Reading through the thread, this was also my first thought. Possibly stopping at XYZ because of the rudimentary way that Lab deals with adaptation. Although Lab would be useful for a perceptual DE2000-like cost function.

Thinking outloud, get the Spectral Reflectances of each patch and generate corresponding XYZ/LAB values for a large set of synthetic illuminants (e.g. P1800, P1900, ..., A, P3000, ..., D4000, D4200, D4400. .., D10000 or maybe just concentrate on daylight or whatever). Then take it from there.

Jack

Jack Hogan · « **Reply #22 on:** May 20, 2019, 04:18:39 am »

Quote from: Guillermo Luijk on May 17, 2019, 06:17:59 am

Being the XYZ to Lab conversion (or to any RGB output colour space) a well known deterministic formula (much likely as WB is), I don't see the point in making it a part of the NN.

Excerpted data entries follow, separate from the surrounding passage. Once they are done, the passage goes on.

/// Map path: `map_value()`, `write_done()`, and the internal `spill()`.
use serde_json::Value;
use spill::SpillWriter;

use crate::{Engine, Error, Lifecycle, Result};

impl Engine {
    /// Buffers one mapped pair.
    ///
    /// When the buffered value count reaches `max_in_memory_records`, the
    /// batch is spilled to a new sorted file before this call returns. The
    /// progress hook is ticked just before and just after the spill.
    ///
    /// # Errors
    ///
    /// - [`Error::AlreadyFlushed`] once `write_done` has been called.
    /// - A spill error if the batch could not be written. The batch is kept
    ///   in memory so a later call retries the spill.
    pub fn map_value(&mut self, key: impl Into<String>, value: Value) -> Result<()> {
        if self.state != Lifecycle::Accepting {
            return Err(Error::AlreadyFlushed);
        }

        let buffered = self.batch.push(key.into(), value);
        if buffered >= self.cfg.max_in_memory_records {
            self.cfg.tick();
            self.spill()?;
            self.cfg.tick();
        }
        Ok(())
    }

    /// Ends the map phase, spilling anything still buffered.
    ///
    /// Calling it again, or after a reduction, is a no-op.
    ///
    /// # Errors
    ///
    /// Returns a spill error if the final batch could not be written; the
    /// engine then stays `Accepting` with the batch intact.
    pub fn write_done(&mut self) -> Result<()> {
        if self.state != Lifecycle::Accepting {
            return Ok(());
        }
        self.spill()?;
        self.state = Lifecycle::Flushed;
        log::debug!("map phase done: {} spill files", self.files.len());
        Ok(())
    }

    /// Writes the current batch to a fresh spill file and clears it.
    ///
    /// The path is registered only after the file is completely written, so
    /// a half-written file from a failed attempt is never merged.
    pub(crate) fn spill(&mut self) -> Result<()> {
        if self.batch.is_empty() {
            return Ok(());
        }
        let path = self.cfg.next_spill_path();
        SpillWriter::write_batch(&path, &self.batch, self.cfg.progress.as_ref())?;
        self.files.push(path);
        self.batch.clear();
        Ok(())
    }
}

One of the problems with Lab is that it is not bad but also not good: it is not very perceptually 'accurate' and not very good at adapting for different illuminants (the values are normalized to the white point of the illuminant, i.e. XYZ scaling, which is considered to be the worst kind of adaptation). When you solve for a matrix using the normal equation with reference values in XYZ, results are not nearly as good as when using DE2000 as a cost function, which gives more weight to perceptual effects.

And so called 'WB' (area under SSFs normalized to 1) is a completely arbitrary convention: only one matrix is needed to project to wherever one wants to go, though it may be broken down as the product of 2 or more (for instance M = diag(WB)*rgb_2_xyzW1*xyzW1_2_xyzW2*xyzW2_2_sRGB, shown in reversed order for clarity).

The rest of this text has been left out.